Q:    How do I go about implementing an ESD protective ground?

A:    The ESD Association defines a Common Point Ground where all ESD protective elements must be connected to, this allows for all the elements interconnected through this point to experience a closely similar resistive ground path value, hence inhibiting the appearance of significant potentials in between the elements.  The ESD Association standards recommend bonding of the above mentioned common point to the local electrical ground (green/green-yellow wire), as all electrical appliances will be grounded to these local ground, all items should be closely at a very similar potential.

 

Q:    Is it a good idea to have installed a separate earthing rod in the ground just for ESD groundings? 

A:    No. If we provide a separate earth sink just for ESD grounding purposes there is the danger of appearing a large potential in between the local earth and the ESD second earth because of a difference in resistance in between the two, hence a large potential could develop in between a wrist strap or workstation surface mat and the electrical equipment on the same surface, a dangerous situation for the operator, undoubtedly. Of course bonding the two earths together will solve the potential difference or resistance in between problem.

 

Q:    Some people use insulated earthing wires/cables for ESD installations and some others use them bare. Which is the better?
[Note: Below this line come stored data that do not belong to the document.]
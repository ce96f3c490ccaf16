pub mod error;
pub mod session;
pub mod types;
pub mod value;

pub use error::{ConsentError, ScriptError, ValidationError};
pub use session::*;
pub use types::*;
pub use value::*;
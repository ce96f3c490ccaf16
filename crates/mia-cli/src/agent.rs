use std::collections::BTreeMap;
use std::path::Path;
use std::sync::Arc;

use mia_api::{ConsentService, ConsentServiceOptions};
use mia_core::{FieldValue, ParticipantSession, RawResponse, Turn};
use mia_script::load_script_graph;

use crate::file_store::StateFileStore;
use crate::{
    emit_turns, load_player_state, load_script_by_ref, load_script_file,
    map_cli_response_invalid, save_player_state, AgentArgs, AgentCommand, CliError, PlayerState,
    RespondArgs, StartArgs, TurnsArgs, PLAYER_STATE_SCHEMA,
};

pub(super) fn run_agent(args: AgentArgs) -> Result<i32, CliError> {
    match args.command {
        AgentCommand::Start(args) => run_start(args),
        AgentCommand::Respond(args) => run_respond(args),
        AgentCommand::Turns(args) => run_turns(args),
    }
}

fn service_for(store: &Arc<StateFileStore>) -> ConsentService {
    ConsentService::new(ConsentServiceOptions {
        store: store.clone(),
        clock: None,
    })
}

fn open_store(
    source: ScriptSource<'_>,
    participant_id: &str,
    session: Option<ParticipantSession>,
) -> Result<Arc<StateFileStore>, CliError> {
    let loaded = match source {
        ScriptSource::Path(path) => load_script_file(path)?,
        ScriptSource::Ref(script_ref) => load_script_by_ref(script_ref)?,
    };
    let graph = load_script_graph(&loaded.json)?;
    Ok(Arc::new(StateFileStore::new(
        loaded.script_ref,
        participant_id,
        graph,
        session,
    )))
}

enum ScriptSource<'a> {
    Path(&'a str),
    Ref(&'a str),
}

fn save_and_emit(
    store: &StateFileStore,
    turns: &[Turn],
    state_out: &str,
) -> Result<i32, CliError> {
    let session = store.current_session().ok_or_else(|| {
        CliError::new(
            "CLI_STATE_WRITE",
            format!("No session recorded for \"{}\".", store.participant_id()),
        )
    })?;
    let state = PlayerState {
        schema_version: PLAYER_STATE_SCHEMA.to_string(),
        script_ref: store.script_ref().to_string(),
        session,
    };
    save_player_state(Path::new(state_out), &state)?;
    emit_turns(turns, Some(state_out));
    Ok(0)
}

pub(super) fn run_start(args: StartArgs) -> Result<i32, CliError> {
    let store = open_store(ScriptSource::Path(&args.script), &args.participant, None)?;
    let turns = service_for(&store).get_current_turns(&args.participant)?;
    save_and_emit(&store, &turns, &args.state_out)
}

pub(super) fn run_respond(args: RespondArgs) -> Result<i32, CliError> {
    let response = build_response(&args)?;
    let state = load_player_state(Path::new(&args.state_in))?;
    let participant_id = state.session.participant_id.clone();
    let store = open_store(
        ScriptSource::Ref(&state.script_ref),
        &participant_id,
        Some(state.session),
    )?;
    let turns = service_for(&store).submit_response(&participant_id, &args.node, response)?;
    save_and_emit(&store, &turns, &args.state_out)
}

pub(super) fn run_turns(args: TurnsArgs) -> Result<i32, CliError> {
    let state = load_player_state(Path::new(&args.state_in))?;
    let participant_id = state.session.participant_id.clone();
    let store = open_store(
        ScriptSource::Ref(&state.script_ref),
        &participant_id,
        Some(state.session),
    )?;
    let turns = service_for(&store).get_current_turns(&participant_id)?;
    emit_turns(&turns, None);
    Ok(0)
}

pub(crate) fn build_response(args: &RespondArgs) -> Result<RawResponse, CliError> {
    let given = [
        args.choice.is_some(),
        !args.select.is_empty(),
        !args.field.is_empty(),
        args.response_json.is_some(),
    ]
    .into_iter()
    .filter(|given| *given)
    .count();
    if given != 1 {
        return Err(CliError::new(
            "CLI_RESPONSE_ARGS",
            "Pass exactly one of --choice, --select, --field or --response-json.",
        ));
    }

    if let Some(choice) = &args.choice {
        return Ok(RawResponse::Choice(choice.clone()));
    }
    if !args.select.is_empty() {
        return Ok(RawResponse::Selection(args.select.clone()));
    }
    if let Some(raw) = &args.response_json {
        return serde_json::from_str(raw).map_err(map_cli_response_invalid);
    }

    let mut fields: BTreeMap<String, FieldValue> = BTreeMap::new();
    for pair in &args.field {
        let Some((name, value)) = pair.split_once('=') else {
            return Err(CliError::new(
                "CLI_RESPONSE_ARGS",
                format!("--field expects name=value, got \"{}\".", pair),
            ));
        };
        let value = value.to_string();
        match fields.remove(name) {
            None => {
                fields.insert(name.to_string(), FieldValue::Text(value));
            }
            Some(FieldValue::Text(first)) => {
                fields.insert(name.to_string(), FieldValue::Many(vec![first, value]));
            }
            Some(FieldValue::Many(mut values)) => {
                values.push(value);
                fields.insert(name.to_string(), FieldValue::Many(values));
            }
        }
    }
    Ok(RawResponse::Form(fields))
}
use mia_core::{ConsentError, ScriptNode};
use mia_script::ScriptGraph;

pub fn resolve<'a>(graph: &'a ScriptGraph, node_id: &str) -> Result<&'a ScriptNode, ConsentError> {
    graph.node(node_id).ok_or_else(|| ConsentError::NodeNotFound {
        node_id: node_id.to_string(),
    })
}
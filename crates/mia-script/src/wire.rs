use std::collections::BTreeMap;

use mia_core::{FollowUpSpec, Media, ResponseSpec, ScriptError, ScriptNode, Speaker};
use serde::{Deserialize, Serialize};

/// Interchange form of a script: node id to node body.
pub type ScriptDocument = BTreeMap<String, WireNode>;

#[derive(Debug, Clone, PartialEq, Eq, Serialize, Deserialize)]
#[serde(deny_unknown_fields)]
pub struct WireNode {
    #[serde(rename = "type")]
    pub speaker: Speaker,
    #[serde(default)]
    pub messages: Vec<String>,
    #[serde(default)]
    pub parent_ids: Vec<String>,
    #[serde(default)]
    pub child_ids: Vec<String>,
    #[serde(default, skip_serializing_if = "Option::is_none")]
    pub response_spec: Option<ResponseSpec>,
    #[serde(default, skip_serializing_if = "Option::is_none")]
    pub media: Option<Media>,
    #[serde(default, skip_serializing_if = "is_false")]
    pub terminal: bool,
    #[serde(default, skip_serializing_if = "Option::is_none")]
    pub follow_up: Option<FollowUpSpec>,
}

fn is_false(value: &bool) -> bool {
    !*value
}

impl WireNode {
    pub fn to_node(&self, id: &str) -> ScriptNode {
        ScriptNode {
            id: id.to_string(),
            speaker: self.speaker,
            messages: self.messages.clone(),
            media: self.media.clone(),
            parent_ids: self.parent_ids.clone(),
            child_ids: self.child_ids.clone(),
            response_spec: self.response_spec.clone(),
            terminal: self.terminal,
            follow_up: self.follow_up.clone(),
        }
    }

    pub fn from_node(node: &ScriptNode) -> Self {
        Self {
            speaker: node.speaker,
            messages: node.messages.clone(),
            parent_ids: node.parent_ids.clone(),
            child_ids: node.child_ids.clone(),
            response_spec: node.response_spec.clone(),
            media: node.media.clone(),
            terminal: node.terminal,
            follow_up: node.follow_up.clone(),
        }
    }
}

pub fn parse_script_document(json: &str) -> Result<ScriptDocument, ScriptError> {
    serde_json::from_str(json).map_err(|error| ScriptError::InvalidJson {
        message: error.to_string(),
    })
}

pub fn render_script_document(document: &ScriptDocument) -> String {
    serde_json::to_string_pretty(document).expect("script document should serialize")
}
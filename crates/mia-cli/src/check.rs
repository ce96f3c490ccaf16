use std::fs;
use std::path::{Path, PathBuf};

use mia_script::{check_script_json, export_script_json, load_script_graph, IntegrityReport};

use crate::{
    collect_script_files, emit_check, load_script_file, map_cli_output_write,
    map_cli_source_read, resolve_script_path, CheckArgs, CliError, NormalizeArgs,
};

pub(super) fn run_check(args: CheckArgs) -> Result<i32, CliError> {
    let files = match (&args.script, &args.scripts_dir) {
        (Some(script), None) => vec![resolve_script_path(script)?],
        (None, Some(scripts_dir)) => collect_script_files(scripts_dir)?,
        _ => {
            return Err(CliError::new(
                "CLI_CHECK_ARGS",
                "Pass exactly one of --script or --scripts-dir.",
            ))
        }
    };

    let mut reports = Vec::with_capacity(files.len());
    for path in files {
        let report = check_file(&path)?;
        if report.has_errors() {
            tracing::warn!(path = %path.display(), "script failed integrity check");
        }
        reports.push((path, report));
    }
    Ok(emit_check(&reports))
}

fn check_file(path: &Path) -> Result<IntegrityReport, CliError> {
    let json = fs::read_to_string(path).map_err(map_cli_source_read)?;
    Ok(check_script_json(&json).unwrap_or_else(|error| IntegrityReport {
        node_count: 0,
        issues: vec![error.into()],
    }))
}

pub(super) fn run_normalize(args: NormalizeArgs) -> Result<i32, CliError> {
    let loaded = load_script_file(&args.script)?;
    let graph = load_script_graph(&loaded.json)?;
    let out = PathBuf::from(&args.out);
    if let Some(parent) = out.parent().filter(|parent| !parent.as_os_str().is_empty()) {
        fs::create_dir_all(parent).map_err(map_cli_output_write)?;
    }
    fs::write(&out, export_script_json(&graph)).map_err(map_cli_output_write)?;

    println!("RESULT:OK");
    println!("NODES:{}", graph.len() + graph.unreachable_ids().count());
    println!("SCRIPT_OUT:{}", out.display());
    Ok(0)
}
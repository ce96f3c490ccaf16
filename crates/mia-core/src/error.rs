use thiserror::Error;

/// Structural defects that make a script unusable for traversal.
#[derive(Debug, Error, Clone, PartialEq, Eq)]
pub enum ScriptError {
    #[error("Script JSON is invalid: {message}")]
    InvalidJson { message: String },
    #[error("Script contains no nodes.")]
    EmptyScript,
    #[error("No entry node found (parent_ids must contain \"start\").")]
    NoRoot,
    #[error("Multiple entry nodes found: {}.", .ids.join(", "))]
    MultipleRoots { ids: Vec<String> },
    #[error("Node \"{node_id}\" references non-existent node \"{reference}\".")]
    UnknownReference { node_id: String, reference: String },
    #[error("Link \"{parent_id}\" -> \"{child_id}\" is not mirrored on both nodes.")]
    UnmirroredLink { parent_id: String, child_id: String },
    #[error("Choice \"{choice_id}\" of node \"{node_id}\" is not one of its child ids.")]
    ChoiceNotChild { node_id: String, choice_id: String },
    #[error("Node \"{node_id}\" declares \"{key}\" more than once.")]
    DuplicateResponseKey { node_id: String, key: String },
    #[error("Node \"{node_id}\" declares an empty response spec.")]
    EmptyResponseSpec { node_id: String },
    #[error("Node \"{node_id}\" submits along one edge but has {child_count} children.")]
    SingleEdgeViolation { node_id: String, child_count: usize },
    #[error("Node \"{node_id}\" is a dead end and is not marked terminal.")]
    DeadEnd { node_id: String },
    #[error("Monologue node \"{node_id}\" has {child_count} children.")]
    AmbiguousMonologue { node_id: String, child_count: usize },
    #[error("Terminal node \"{node_id}\" cannot await a response.")]
    TerminalAwaitingResponse { node_id: String },
    #[error("Field \"{field}\" of node \"{node_id}\" needs at least one option.")]
    FieldWithoutOptions { node_id: String, field: String },
}

impl ScriptError {
    pub fn code(&self) -> &'static str {
        match self {
            Self::InvalidJson { .. } => "SCRIPT_INVALID_JSON",
            Self::EmptyScript => "SCRIPT_EMPTY",
            Self::NoRoot => "SCRIPT_NO_ROOT",
            Self::MultipleRoots { .. } => "SCRIPT_MULTIPLE_ROOTS",
            Self::UnknownReference { .. } => "SCRIPT_UNKNOWN_REFERENCE",
            Self::UnmirroredLink { .. } => "SCRIPT_UNMIRRORED_LINK",
            Self::ChoiceNotChild { .. } => "SCRIPT_CHOICE_NOT_CHILD",
            Self::DuplicateResponseKey { .. } => "SCRIPT_DUPLICATE_RESPONSE_KEY",
            Self::EmptyResponseSpec { .. } => "SCRIPT_EMPTY_RESPONSE_SPEC",
            Self::SingleEdgeViolation { .. } => "SCRIPT_SINGLE_EDGE",
            Self::DeadEnd { .. } => "SCRIPT_DEAD_END",
            Self::AmbiguousMonologue { .. } => "SCRIPT_AMBIGUOUS_MONOLOGUE",
            Self::TerminalAwaitingResponse { .. } => "SCRIPT_TERMINAL_AWAITING",
            Self::FieldWithoutOptions { .. } => "SCRIPT_FIELD_WITHOUT_OPTIONS",
        }
    }

    pub fn node_id(&self) -> Option<&str> {
        match self {
            Self::InvalidJson { .. }
            | Self::EmptyScript
            | Self::NoRoot
            | Self::MultipleRoots { .. } => None,
            Self::UnmirroredLink { parent_id, .. } => Some(parent_id),
            Self::UnknownReference { node_id, .. }
            | Self::ChoiceNotChild { node_id, .. }
            | Self::DuplicateResponseKey { node_id, .. }
            | Self::EmptyResponseSpec { node_id }
            | Self::SingleEdgeViolation { node_id, .. }
            | Self::DeadEnd { node_id }
            | Self::AmbiguousMonologue { node_id, .. }
            | Self::TerminalAwaitingResponse { node_id }
            | Self::FieldWithoutOptions { node_id, .. } => Some(node_id),
        }
    }
}

/// Rejections of a submitted answer. None of these mutate session state.
#[derive(Debug, Error, Clone, PartialEq, Eq)]
pub enum ValidationError {
    #[error("\"{choice}\" is not a choice of node \"{node_id}\".")]
    InvalidChoice { node_id: String, choice: String },
    #[error("Node \"{node_id}\" requires at least one selection.")]
    EmptySelection { node_id: String },
    #[error("Field \"{field}\" of node \"{node_id}\" is required.")]
    MissingField { node_id: String, field: String },
    #[error("\"{value}\" is not an option of \"{field}\" on node \"{node_id}\".")]
    InvalidOption {
        node_id: String,
        field: String,
        value: String,
    },
    #[error("Field \"{field}\" is not declared on node \"{node_id}\".")]
    UnknownField { node_id: String, field: String },
    #[error("Node \"{node_id}\" does not accept a response.")]
    UnexpectedResponse { node_id: String },
    #[error("Node \"{node_id}\" expects a {expected} response, got a {actual}.")]
    ShapeMismatch {
        node_id: String,
        expected: &'static str,
        actual: &'static str,
    },
}

impl ValidationError {
    pub fn code(&self) -> &'static str {
        match self {
            Self::InvalidChoice { .. } => "VALIDATION_INVALID_CHOICE",
            Self::EmptySelection { .. } => "VALIDATION_EMPTY_SELECTION",
            Self::MissingField { .. } => "VALIDATION_MISSING_FIELD",
            Self::InvalidOption { .. } => "VALIDATION_INVALID_OPTION",
            Self::UnknownField { .. } => "VALIDATION_UNKNOWN_FIELD",
            Self::UnexpectedResponse { .. } => "VALIDATION_UNEXPECTED_RESPONSE",
            Self::ShapeMismatch { .. } => "VALIDATION_SHAPE_MISMATCH",
        }
    }
}

#[derive(Debug, Error, Clone, PartialEq, Eq)]
pub enum ConsentError {
    #[error("Node \"{node_id}\" is not part of the script.")]
    NodeNotFound { node_id: String },
    #[error(transparent)]
    Validation(#[from] ValidationError),
    #[error("Cycle detected while auto-advancing: {}.", .path.join(" -> "))]
    CycleDetected { path: Vec<String> },
    #[error(
        "Session of \"{participant_id}\" is stale: expected node \"{expected}\", current node is \"{actual}\"."
    )]
    StaleSession {
        participant_id: String,
        expected: String,
        actual: String,
    },
    #[error("Recorded response {index} answers \"{recorded}\" but the script is waiting at \"{pending}\".")]
    HistoryMismatch {
        index: usize,
        recorded: String,
        pending: String,
    },
    #[error(transparent)]
    Script(#[from] ScriptError),
    #[error("No session exists for participant \"{participant_id}\".")]
    SessionNotFound { participant_id: String },
    #[error("Participant \"{participant_id}\" has no script version assigned.")]
    ParticipantNotAssigned { participant_id: String },
    #[error("Script version \"{script_version_id}\" is not available.")]
    ScriptVersionNotFound { script_version_id: String },
    #[error("Store failure: {message}")]
    Store { message: String },
}

impl ConsentError {
    pub fn store(message: impl Into<String>) -> Self {
        Self::Store {
            message: message.into(),
        }
    }

    pub fn code(&self) -> &'static str {
        match self {
            Self::NodeNotFound { .. } => "ENGINE_NODE_NOT_FOUND",
            Self::Validation(error) => error.code(),
            Self::CycleDetected { .. } => "ENGINE_CYCLE_DETECTED",
            Self::StaleSession { .. } => "SESSION_STALE",
            Self::HistoryMismatch { .. } => "SESSION_HISTORY_MISMATCH",
            Self::Script(error) => error.code(),
            Self::SessionNotFound { .. } => "SESSION_NOT_FOUND",
            Self::ParticipantNotAssigned { .. } => "STORE_PARTICIPANT_NOT_ASSIGNED",
            Self::ScriptVersionNotFound { .. } => "STORE_SCRIPT_VERSION_NOT_FOUND",
            Self::Store { .. } => "STORE_FAILURE",
        }
    }

    /// Recoverable errors leave the session untouched and can be answered by
    /// re-prompting or re-fetching the current turns.
    pub fn is_recoverable(&self) -> bool {
        matches!(self, Self::Validation(_) | Self::StaleSession { .. })
    }
}
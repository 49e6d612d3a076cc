//! Configuration of a lowering run.

use serde::{Deserialize, Serialize};
use turnstile_ir::Flavor;

use crate::allocator::AllocatorSeed;

#[derive(Clone, Debug, Default, PartialEq, Eq, Hash, Serialize, Deserialize)]
#[serde(default)]
pub struct LoweringOptions {
    pub flavor: Flavor,
    /// Combine the token parameter with the token passed to GetEnumerator
    /// through a linked cancellation source.
    pub linked_cancellation: bool,
    /// States assigned by a previous compilation of the same method.
    pub allocator_seed: Option<AllocatorSeed>,
}

impl LoweringOptions {
    pub fn reiterable() -> Self {
        LoweringOptions {
            flavor: Flavor::Reiterable,
            ..Default::default()
        }
    }
}
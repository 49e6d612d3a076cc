//! `try` / `catch` / `finally`.
//!
//! A `finally` whose protected region cannot suspend stays a real
//! `finally`. One that can is extracted:
//!
//! ```text
//! before:
//! t_exc = null
//! t_branch = null                 // when branches leave the region
//! try {
//!   switch self.state { ... }    // resume into the protected region
//!   <body>
//! } catch t_exc {
//! }
//! entry:                          // disposal target of <body>
//! <finally body>
//! if (t_exc == null) goto no_exc
//! throw t_exc
//! no_exc:
//! <pending branches>
//! if self.dispose_mode goto <outer disposal>
//! ```
//!
//! A catch body that awaits cannot stay inside the `try`, so its handler
//! only records the exception and the body runs after the region:
//!
//! ```text
//! t_caught = null
//! try { <body> } catch t_caught {}
//! if (t_caught == null) goto end
//! <binding> = t_caught
//! <catch body>
//! end:
//! ```

use turnstile_ir::{
    BinaryOp, CatchClause, CatchRegion, LExpr, LPlace, LStmt, LabelId, Place, Region, Stmt,
    TryRegion,
};

use super::Rewriter;
use super::control::Frame;
use crate::disposal::DisposalScope;
use crate::errors::LoweringResult;

impl Rewriter<'_> {
    pub(super) fn lower_try(
        &mut self,
        body: &Stmt,
        catch: Option<&CatchClause>,
        finally: Option<&Stmt>,
        out: &mut Vec<LStmt>,
    ) -> LoweringResult<()> {
        match finally {
            None => self.lower_try_catch(body, catch, out),
            Some(finally)
                if body.contains_suspension()
                    || catch.is_some_and(|catch| catch.body.contains_suspension()) =>
            {
                self.lower_extracted_finally(body, catch, finally, out)
            }
            Some(finally) => self.lower_real_finally(body, catch, finally, out),
        }
    }

    fn lower_try_catch(
        &mut self,
        body: &Stmt,
        catch: Option<&CatchClause>,
        out: &mut Vec<LStmt>,
    ) -> LoweringResult<()> {
        let Some(catch) = catch else {
            return self.lower_stmt(body, out);
        };
        if catch.body.contains_suspension() {
            return self.lower_moved_catch(body, catch, out);
        }
        let (before, protected) = self.resumable_region(|this, inner| this.lower_stmt(body, inner))?;
        let handler = self.lower_catch(catch)?;
        if let Some(before) = before {
            out.push(LStmt::Label(before));
        }
        out.push(LStmt::Try(Box::new(TryRegion {
            body: protected,
            catch: Some(handler),
            finally: None,
        })));
        Ok(())
    }

    fn lower_real_finally(
        &mut self,
        body: &Stmt,
        catch: Option<&CatchClause>,
        finally: &Stmt,
        out: &mut Vec<LStmt>,
    ) -> LoweringResult<()> {
        let after = self.label();
        let (protected, handler) = self.with_target(Some(after), |this| {
            let mut inner = Vec::new();
            this.lower_stmt(body, &mut inner)?;
            let handler = catch.map(|catch| this.lower_catch(catch)).transpose()?;
            Ok((Region::new(inner), handler))
        })?;
        let finally = self.with_target(None, |this| {
            let mut inner = Vec::new();
            this.lower_stmt(finally, &mut inner)?;
            Ok(Region::new(inner))
        })?;

        out.push(LStmt::Try(Box::new(TryRegion {
            body: protected,
            catch: handler,
            finally: Some(finally),
        })));
        out.push(LStmt::Label(after));
        self.propagate_disposal(out);
        Ok(())
    }

    fn lower_extracted_finally(
        &mut self,
        body: &Stmt,
        catch: Option<&CatchClause>,
        finally: &Stmt,
        out: &mut Vec<LStmt>,
    ) -> LoweringResult<()> {
        let entry = self.label();
        let pending_exception = self.temp();

        self.frames.push(Frame::Finally {
            entry,
            branches: Vec::new(),
        });
        let protected = self.with_target(Some(entry), |this| {
            this.resumable_region(|this, inner| this.lower_try_catch(body, catch, inner))
        });
        let branches = match self.frames.pop() {
            Some(Frame::Finally { branches, .. }) => branches,
            _ => Vec::new(),
        };
        let (before, protected) = protected?;

        if let Some(before) = before {
            out.push(LStmt::Label(before));
        }
        // Pending temps live for the whole Advance; a loop may enter this
        // region again after an earlier pass left them set.
        out.push(LStmt::assign(LPlace::Temp(pending_exception), LExpr::null()));
        if !branches.is_empty() {
            let pending = self.pending_branch_temp();
            out.push(LStmt::assign(LPlace::Temp(pending), LExpr::null()));
        }
        out.push(LStmt::Try(Box::new(TryRegion {
            body: protected,
            catch: Some(CatchRegion {
                binding: Some(pending_exception),
                body: Region::default(),
            }),
            finally: None,
        })));
        out.push(LStmt::Label(entry));
        self.with_target(None, |this| this.lower_stmt(finally, out))?;

        let no_exception = self.label();
        out.push(LStmt::goto_if(
            LExpr::binary(
                BinaryOp::Eq,
                LExpr::Temp(pending_exception),
                LExpr::null(),
            ),
            no_exception,
        ));
        out.push(LStmt::Throw(LExpr::Temp(pending_exception)));
        out.push(LStmt::Label(no_exception));
        self.emit_pending_branches(branches, out);
        self.propagate_disposal(out);
        Ok(())
    }

    fn lower_moved_catch(
        &mut self,
        body: &Stmt,
        catch: &CatchClause,
        out: &mut Vec<LStmt>,
    ) -> LoweringResult<()> {
        let caught = self.temp();
        let (before, protected) = self.resumable_region(|this, inner| this.lower_stmt(body, inner))?;
        if let Some(before) = before {
            out.push(LStmt::Label(before));
        }
        out.push(LStmt::assign(LPlace::Temp(caught), LExpr::null()));
        out.push(LStmt::Try(Box::new(TryRegion {
            body: protected,
            catch: Some(CatchRegion {
                binding: Some(caught),
                body: Region::default(),
            }),
            finally: None,
        })));

        let end = self.label();
        out.push(LStmt::goto_if(
            LExpr::binary(BinaryOp::Eq, LExpr::Temp(caught), LExpr::null()),
            end,
        ));
        if let Some(local) = catch.binding {
            let place = self.lower_place(Place::Local(local))?;
            out.push(LStmt::assign(place, LExpr::Temp(caught)));
        }
        self.lower_stmt(&catch.body, out)?;
        out.push(LStmt::Label(end));
        Ok(())
    }

    fn lower_catch(&mut self, catch: &CatchClause) -> LoweringResult<CatchRegion> {
        let mut body = Vec::new();
        let binding = match catch.binding {
            None => None,
            Some(local) => match self.layout.hoisted(local) {
                Some(field) => {
                    let temp = self.temp();
                    body.push(LStmt::assign(LPlace::this_field(field), LExpr::Temp(temp)));
                    Some(temp)
                }
                None => Some(self.local_temp(local)),
            },
        };
        self.lower_stmt(&catch.body, &mut body)?;
        Ok(CatchRegion {
            binding,
            body: Region::new(body),
        })
    }

    /// Lower a protected region that resume dispatch may need to enter.
    ///
    /// Returns the label the enclosing dispatch jumps to for every state
    /// resumed inside, placed by the caller right before the region.
    fn resumable_region(
        &mut self,
        lower: impl FnOnce(&mut Self, &mut Vec<LStmt>) -> LoweringResult<()>,
    ) -> LoweringResult<(Option<LabelId>, Region)> {
        self.dispatch.push(Vec::new());
        let mut inner = Vec::new();
        let lowered = lower(self, &mut inner);
        let cases = self.dispatch.pop().unwrap_or_default();
        lowered?;

        if cases.is_empty() {
            return Ok((None, Region::new(inner)));
        }
        let before = self.label();
        for (state, _) in &cases {
            self.register_resume(*state, before);
        }
        inner.insert(
            0,
            LStmt::Dispatch {
                on: self.field(self.layout.state),
                cases,
            },
        );
        Ok((Some(before), Region::new(inner)))
    }

    /// After a cleanup region: keep unwinding if disposal is in progress.
    fn propagate_disposal(&self, out: &mut Vec<LStmt>) {
        if let Some(outer) = self.disposal.current() {
            out.push(LStmt::goto_if(
                self.field(self.layout.dispose_mode),
                outer,
            ));
        }
    }
}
A:    I would say that bare wires/cables would be better in these installations as they will allow for quick visual inspections when troubleshooting. Cable insulations have different levels of resistance to surrounding cable potentials but ESD discharges are mostly of unpredictable strength as they depend of many parameters, including the ambient.

 

Q:    How often should I audit the ESD ground system of my location?

A:    As checking out only one component of an ESD system will serve little purpose, a full audit must be effected, need to check out the whole ESD protection systems as well as components, the ground system is therefore covered. The advice of the ESD Association (ESDA) on document ANSI/ESD S20.20-2007 need to be followed closely. Audit may be applied via industry specialised personnel, external contractors or a mix of the two. Additionaly there are some daily inspections to some ESD functional aspects that are run by company internal ESD control management.  Typically a company will self assess a reasonable auditing cycle according to the size of the implementation and their personnel availability to do the job, also a crucial factor will be the sesnsitivity to static discharges of the equipment used or produced, eg. auditing once every 6-months is quite typical.

 

Q:    What is earthing bonding?

A:    Bonding is a term used to describe the technique of electrically interconnecting all objects on a given place to a same floating earth plane, this plane can be also connected to ground, the intention behind is to have all interconnected objects of this earthing plane at the same potential. There are a permanent (welding or brazing) and temporary bonding (bolts&spring washers, pressurised clamps and others which should have the ability of penetrating a rusty surface, lacker, paint or other insulating compounds so as to make a sound electrical contact).

 

Q:    What are the minimum distance restrictions, if any, to have in between the external ground plate electrodes of the general earth and the lightning protection arrester?

A:    There is considerable discussion on the ESD related forums over this issue. Standards at present do not seem to specify this. However, in my opinion, and based in ongoing discussions, they must be separated by a reasonable distance, where this should be at least 7m (20ft). However all other earths in the building should be bonded together as, for example, protect a wrist strap user. Should a lightning strike still leak into the general bonded earth system, users would have their potential raised as well, hence they would be protected.